→ WHAT YOU ARE ASKED TO DO: Your task is to output every record exactly as it is given.
(INPUT MATERIAL Opens)
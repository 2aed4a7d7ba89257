use std::path::{Path, PathBuf};
use std::time::Duration;

use anyhow::Context as _;

use crate::foundation::core::{PageCanvas, Rgba8};
use crate::foundation::error::{KeepsakeError, KeepsakeResult};

/// Top-level compositor configuration.
///
/// Every field has a default, so an empty JSON object is a valid config. Values can be further
/// overridden from the environment with [`JournalConfig::apply_env_overrides`].
#[derive(Clone, Debug, PartialEq, serde::Serialize, serde::Deserialize)]
#[serde(default, deny_unknown_fields)]
pub struct JournalConfig {
    /// Brand word printed on the cover and used as the filename prefix.
    pub brand: String,
    pub canvas: PageCanvas,
    pub palette: Palette,
    pub fonts: FontConfig,
    /// Optional SVG drawn instead of the brand word on the cover.
    pub brand_svg: Option<PathBuf>,
    pub fetch: FetchConfig,
    /// Decoded photos are downscaled so their longest edge is at most this many pixels.
    pub max_decode_edge: u32,
    /// JPEG quality for page rasters (1..=100).
    pub jpeg_quality: u8,
    pub threading: ThreadingConfig,
}

impl Default for JournalConfig {
    fn default() -> Self {
        Self {
            brand: "Aura".to_string(),
            canvas: PageCanvas::default(),
            palette: Palette::default(),
            fonts: FontConfig::default(),
            brand_svg: None,
            fetch: FetchConfig::default(),
            max_decode_edge: 2400,
            jpeg_quality: 85,
            threading: ThreadingConfig::default(),
        }
    }
}

#[derive(Clone, Debug, PartialEq, serde::Serialize, serde::Deserialize)]
#[serde(default, deny_unknown_fields)]
pub struct Palette {
    pub paper: Rgba8,
    pub ink: Rgba8,
    pub title: Rgba8,
    pub muted: Rgba8,
    pub caption: Rgba8,
    pub quote: Rgba8,
    pub accent: Rgba8,
    /// Fill for photo slots whose image could not be resolved.
    pub placeholder: Rgba8,
}

impl Default for Palette {
    fn default() -> Self {
        Self {
            paper: Rgba8::rgb(0xF9, 0xF7, 0xF2),
            ink: Rgba8::rgb(0x1A, 0x1A, 0x1A),
            title: Rgba8::rgb(0x2A, 0x2A, 0x2A),
            muted: Rgba8::rgb(0x88, 0x88, 0x88),
            caption: Rgba8::rgb(0x4A, 0x4A, 0x4A),
            quote: Rgba8::rgb(0x66, 0x66, 0x66),
            accent: Rgba8::rgb(0xC1, 0x86, 0x6A),
            placeholder: Rgba8::rgb(0xE4, 0xE1, 0xDA),
        }
    }
}

/// Font files for the two typeface roles. Missing entries fall back to system fonts.
#[derive(Clone, Debug, PartialEq, serde::Serialize, serde::Deserialize)]
#[serde(default, deny_unknown_fields)]
pub struct FontConfig {
    pub serif: Option<PathBuf>,
    pub sans: Option<PathBuf>,
    /// Look up system fonts when a role has no configured file.
    pub system_fallback: bool,
}

impl Default for FontConfig {
    fn default() -> Self {
        Self {
            serif: None,
            sans: None,
            system_fallback: true,
        }
    }
}

#[derive(Clone, Debug, PartialEq, serde::Serialize, serde::Deserialize)]
#[serde(default, deny_unknown_fields)]
pub struct FetchConfig {
    pub timeout_ms: u64,
    pub max_bytes: u64,
    pub user_agent: String,
}

impl Default for FetchConfig {
    fn default() -> Self {
        Self {
            timeout_ms: 15_000,
            max_bytes: 40 * 1024 * 1024,
            user_agent: concat!("keepsake/", env!("CARGO_PKG_VERSION")).to_string(),
        }
    }
}

impl FetchConfig {
    pub fn timeout(&self) -> Duration {
        Duration::from_millis(self.timeout_ms)
    }
}

#[derive(Clone, Debug, PartialEq, serde::Serialize, serde::Deserialize)]
#[serde(default, deny_unknown_fields)]
pub struct ThreadingConfig {
    pub parallel: bool,
    /// Worker count; `None` uses rayon's default.
    pub threads: Option<usize>,
}

impl Default for ThreadingConfig {
    fn default() -> Self {
        Self {
            parallel: true,
            threads: None,
        }
    }
}

impl JournalConfig {
    pub fn from_json_path(path: &Path) -> KeepsakeResult<Self> {
        let raw = std::fs::read_to_string(path)
            .with_context(|| format!("read config '{}'", path.display()))?;
        Self::from_json_str(&raw)
    }

    pub fn from_json_str(raw: &str) -> KeepsakeResult<Self> {
        let cfg: Self = serde_json::from_str(raw)
            .map_err(|e| KeepsakeError::validation(format!("config: {e}")))?;
        cfg.validate()?;
        Ok(cfg)
    }

    /// Apply `KEEPSAKE_*` environment overrides on top of the current values.
    pub fn apply_env_overrides(&mut self) -> KeepsakeResult<()> {
        self.apply_overrides_from(|key| std::env::var(key).ok())
    }

    pub(crate) fn apply_overrides_from(
        &mut self,
        lookup: impl Fn(&str) -> Option<String>,
    ) -> KeepsakeResult<()> {
        fn parse<T: std::str::FromStr>(key: &str, v: &str) -> KeepsakeResult<T> {
            v.trim()
                .parse::<T>()
                .map_err(|_| KeepsakeError::validation(format!("{key}: invalid value '{v}'")))
        }

        if let Some(v) = lookup("KEEPSAKE_FETCH_TIMEOUT_MS") {
            self.fetch.timeout_ms = parse("KEEPSAKE_FETCH_TIMEOUT_MS", &v)?;
        }
        if let Some(v) = lookup("KEEPSAKE_JPEG_QUALITY") {
            self.jpeg_quality = parse("KEEPSAKE_JPEG_QUALITY", &v)?;
        }
        if let Some(v) = lookup("KEEPSAKE_THREADS") {
            self.threading.threads = Some(parse("KEEPSAKE_THREADS", &v)?);
        }
        self.validate()
    }

    pub fn validate(&self) -> KeepsakeResult<()> {
        if self.brand.trim().is_empty() {
            return Err(KeepsakeError::validation("brand must be non-empty"));
        }
        if !(1..=100).contains(&self.jpeg_quality) {
            return Err(KeepsakeError::validation("jpeg_quality must be in 1..=100"));
        }
        if self.fetch.timeout_ms == 0 {
            return Err(KeepsakeError::validation("fetch.timeout_ms must be > 0"));
        }
        if self.max_decode_edge < 16 {
            return Err(KeepsakeError::validation("max_decode_edge must be >= 16"));
        }
        if self.threading.threads == Some(0) {
            return Err(KeepsakeError::validation(
                "threading.threads must be >= 1 when set",
            ));
        }
        let (w, h) = self
            .canvas
            .pixel_size()
            .map_err(|e| KeepsakeError::validation(e.to_string()))?;
        if w > u32::from(u16::MAX) || h > u32::from(u16::MAX) {
            return Err(KeepsakeError::validation(format!(
                "canvas pixel size {w}x{h} exceeds {}",
                u16::MAX
            )));
        }
        Ok(())
    }
}

#[cfg(test)]
#[path = "../tests/unit/config.rs"]
mod tests;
(INPUT MATERIAL Closes)
→ ANSWER FOR THIS EXERCISE:
repository 2aed4a7d7ba89257
use std::path::{Path, PathBuf};
use std::time::Duration;

use anyhow::Context as _;

use crate::foundation::core::{PageCanvas, Rgba8};
use crate::foundation::error::{KeepsakeError, KeepsakeResult};

/// Top-level compositor configuration.
///
/// Every field has a default, so an empty JSON object is a valid config. Values can be further
/// overridden from the environment with [`JournalConfig::apply_env_overrides`].
#[derive(Clone, Debug, PartialEq, serde::Serialize, serde::Deserialize)]
#[serde(default, deny_unknown_fields)]
pub struct JournalConfig {
    /// Brand word printed on the cover and used as the filename prefix.
    pub brand: String,
    pub canvas: PageCanvas,
    pub palette: Palette,
    pub fonts: FontConfig,
    /// Optional SVG drawn instead of the brand word on the cover.
    pub brand_svg: Option<PathBuf>,
    pub fetch: FetchConfig,
    /// Decoded photos are downscaled so their longest edge is at most this many pixels.
    pub max_decode_edge: u32,
    /// JPEG quality for page rasters (1..=100).
    pub jpeg_quality: u8,
    pub threading: ThreadingConfig,
}

impl Default for JournalConfig {
    fn default() -> Self {
        Self {
            brand: "Aura".to_string(),
            canvas: PageCanvas::default(),
            palette: Palette::default(),
            fonts: FontConfig::default(),
            brand_svg: None,
            fetch: FetchConfig::default(),
            max_decode_edge: 2400,
            jpeg_quality: 85,
            threading: ThreadingConfig::default(),
        }
    }
}

#[derive(Clone, Debug, PartialEq, serde::Serialize, serde::Deserialize)]
#[serde(default, deny_unknown_fields)]
pub struct Palette {
    pub paper: Rgba8,
    pub ink: Rgba8,
    pub title: Rgba8,
    pub muted: Rgba8,
    pub caption: Rgba8,
    pub quote: Rgba8,
    pub accent: Rgba8,
    /// Fill for photo slots whose image could not be resolved.
    pub placeholder: Rgba8,
}

impl Default for Palette {
    fn default() -> Self {
        Self {
            paper: Rgba8::rgb(0xF9, 0xF7, 0xF2),
            ink: Rgba8::rgb(0x1A, 0x1A, 0x1A),
            title: Rgba8::rgb(0x2A, 0x2A, 0x2A),
            muted: Rgba8::rgb(0x88, 0x88, 0x88),
            caption: Rgba8::rgb(0x4A, 0x4A, 0x4A),
            quote: Rgba8::rgb(0x66, 0x66, 0x66),
            accent: Rgba8::rgb(0xC1, 0x86, 0x6A),
            placeholder: Rgba8::rgb(0xE4, 0xE1, 0xDA),
        }
    }
}

/// Font files for the two typeface roles. Missing entries fall back to system fonts.
#[derive(Clone, Debug, PartialEq, serde::Serialize, serde::Deserialize)]
#[serde(default, deny_unknown_fields)]
pub struct FontConfig {
    pub serif: Option<PathBuf>,
    pub sans: Option<PathBuf>,
    /// Look up system fonts when a role has no configured file.
    pub system_fallback: bool,
}

impl Default for FontConfig {
    fn default() -> Self {
        Self {
            serif: None,
            sans: None,
            system_fallback: true,
        }
    }
}

#[derive(Clone, Debug, PartialEq, serde::Serialize, serde::Deserialize)]
#[serde(default, deny_unknown_fields)]
pub struct FetchConfig {
    pub timeout_ms: u64,
    pub max_bytes: u64,
    pub user_agent: String,
}

impl Default for FetchConfig {
    fn default() -> Self {
        Self {
            timeout_ms: 15_000,
            max_bytes: 40 * 1024 * 1024,
            user_agent: concat!("keepsake/", env!("CARGO_PKG_VERSION")).to_string(),
        }
    }
}

impl FetchConfig {
    pub fn timeout(&self) -> Duration {
        Duration::from_millis(self.timeout_ms)
    }
}

#[derive(Clone, Debug, PartialEq, serde::Serialize, serde::Deserialize)]
#[serde(default, deny_unknown_fields)]
pub struct ThreadingConfig {
    pub parallel: bool,
    /// Worker count; `None` uses rayon's default.
    pub threads: Option<usize>,
}

impl Default for ThreadingConfig {
    fn default() -> Self {
        Self {
            parallel: true,
            threads: None,
        }
    }
}

impl JournalConfig {
    pub fn from_json_path(path: &Path) -> KeepsakeResult<Self> {
        let raw = std::fs::read_to_string(path)
            .with_context(|| format!("read config '{}'", path.display()))?;
        Self::from_json_str(&raw)
    }

    pub fn from_json_str(raw: &str) -> KeepsakeResult<Self> {
        let cfg: Self = serde_json::from_str(raw)
            .map_err(|e| KeepsakeError::validation(format!("config: {e}")))?;
        cfg.validate()?;
        Ok(cfg)
    }

    /// Apply `KEEPSAKE_*` environment overrides on top of the current values.
    pub fn apply_env_overrides(&mut self) -> KeepsakeResult<()> {
        self.apply_overrides_from(|key| std::env::var(key).ok())
    }

    pub(crate) fn apply_overrides_from(
        &mut self,
        lookup: impl Fn(&str) -> Option<String>,
    ) -> KeepsakeResult<()> {
        fn parse<T: std::str::FromStr>(key: &str, v: &str) -> KeepsakeResult<T> {
            v.trim()
                .parse::<T>()
                .map_err(|_| KeepsakeError::validation(format!("{key}: invalid value '{v}'")))
        }

        if let Some(v) = lookup("KEEPSAKE_FETCH_TIMEOUT_MS") {
            self.fetch.timeout_ms = parse("KEEPSAKE_FETCH_TIMEOUT_MS", &v)?;
        }
        if let Some(v) = lookup("KEEPSAKE_JPEG_QUALITY") {
            self.jpeg_quality = parse("KEEPSAKE_JPEG_QUALITY", &v)?;
        }
        if let Some(v) = lookup("KEEPSAKE_THREADS") {
            self.threading.threads = Some(parse("KEEPSAKE_THREADS", &v)?);
        }
        self.validate()
    }

    pub fn validate(&self) -> KeepsakeResult<()> {
        if self.brand.trim().is_empty() {
            return Err(KeepsakeError::validation("brand must be non-empty"));
        }
        if !(1..=100).contains(&self.jpeg_quality) {
            return Err(KeepsakeError::validation("jpeg_quality must be in 1..=100"));
        }
        if self.fetch.timeout_ms == 0 {
            return Err(KeepsakeError::validation("fetch.timeout_ms must be > 0"));
        }
        if self.max_decode_edge < 16 {
            return Err(KeepsakeError::validation("max_decode_edge must be >= 16"));
        }
        if self.threading.threads == Some(0) {
            return Err(KeepsakeError::validation(
                "threading.threads must be >= 1 when set",
            ));
        }
        let (w, h) = self
            .canvas
            .pixel_size()
            .map_err(|e| KeepsakeError::validation(e.to_string()))?;
        if w > u32::from(u16::MAX) || h > u32::from(u16::MAX) {
            return Err(KeepsakeError::validation(format!(
                "canvas pixel size {w}x{h} exceeds {}",
                u16::MAX
            )));
        }
        Ok(())
    }
}

#[cfg(test)]
#[path = "../tests/unit/config.rs"]
mod tests;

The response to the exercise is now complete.